Ingest data from cloud object storage

This article lists the ways you can configure incremental ingestion from cloud object storage.

Add data UI

To learn how to use the add data UI to create a managed table from data in cloud object storage, see Load data using a Unity Catalog external location.

Notebook or SQL editor

This section describes options for configuring incremental ingestion from cloud object storage using a notebook or the Databricks SQL editor.

Auto Loader

Auto Loader incrementally and efficiently processes new data files as they arrive in cloud storage without additional setup. Auto Loader provides a Structured Streaming source called cloudFiles. Given an input directory path on the cloud file storage, the cloudFiles source automatically processes new files as they arrive, with the option of also processing existing files in that directory.

COPY INTO

With COPY INTO, SQL users can idempotently and incrementally ingest data from cloud object storage into Delta tables. You can use COPY INTO in Databricks SQL, notebooks, and Databricks Jobs.

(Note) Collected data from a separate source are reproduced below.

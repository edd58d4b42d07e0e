use std::path::Path;

use clap::Parser;
use task_monitor::cli::commands::Cli;
use task_monitor::cli::handlers;
use task_monitor::io::config_io::load_config;
use tracing_subscriber::{layer::SubscriberExt, util::SubscriberInitExt};

/// Install the tracing subscriber.
///
/// The board owns the terminal, so it only logs when given a file.
/// Subcommands log to stderr.
fn init_tracing(log_file: Option<&Path>, interactive: bool) -> Result<(), std::io::Error> {
    let env_filter = tracing_subscriber::EnvFilter::try_from_default_env()
        .unwrap_or_else(|_| "task_monitor=info".into());

    if let Some(path) = log_file {
        if let Some(parent) = path.parent() {
            let _ = std::fs::create_dir_all(parent);
        }
        let file = std::fs::OpenOptions::new()
            .create(true)
            .append(true)
            .open(path)?;
        tracing_subscriber::registry()
            .with(env_filter)
            .with(
                tracing_subscriber::fmt::layer()
                    .with_writer(std::sync::Mutex::new(file))
                    .with_ansi(false),
            )
            .init();
    } else if !interactive {
        tracing_subscriber::registry()
            .with(env_filter)
            .with(tracing_subscriber::fmt::layer().with_writer(std::io::stderr))
            .init();
    }
    Ok(())
}

async fn run(cli: Cli) -> Result<(), Box<dyn std::error::Error>> {
    let mut config = load_config(cli.config.as_deref())?;
    handlers::apply_overrides(&cli, &mut config);
    init_tracing(config.log_file.as_deref(), cli.command.is_none())?;

    match cli.command {
        // No subcommand → launch the board
        None => task_monitor::tui::run(config).await,
        Some(command) => handlers::dispatch(command, &config).await,
    }
}

#[tokio::main(flavor = "current_thread")]
async fn main() {
    let cli = Cli::parse();
    if let Err(e) = run(cli).await {
        eprintln!("error: {}", e);
        std::process::exit(1);
    }
}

When to use COPY INTO and when to use Auto Loader

Here are a few things to consider when choosing between Auto Loader and COPY INTO:

  • If you're going to ingest files in the order of thousands over time, you can use COPY INTO. If you are expecting files in the order of millions or more over time, use Auto Loader. Auto Loader requires fewer total operations to discover files compared to COPY INTO and can split the processing into multiple batches, which means that Auto Loader is less expensive and more efficient at scale.
  • If your data schema is going to evolve frequently, Auto Loader provides better primitive data types around schema inference and evolution. See Configure schema inference and evolution in Auto Loader for more details.
  • Loading a subset of re-uploaded files can be a bit easier to manage with COPY INTO. With Auto Loader, it's harder to reprocess a select subset of files. However, you can use COPY INTO to reload the subset of files while an Auto Loader stream is running simultaneously.

Automate ETL with Delta Live Tables and Auto Loader

You can simplify deployment of scalable, incremental ingestion infrastructure with Auto Loader and Delta Live Tables. Delta Live Tables does not use the standard interactive execution found in notebooks, instead it emphasizes deployment of infrastructure ready for production.

Third-party ingestion tools

Databricks validates technology partner integrations that enable you to ingest from various sources, including cloud object storage. These integrations enable low-code, scalable data ingestion from a variety of sources into Azure Databricks. See Technology partners.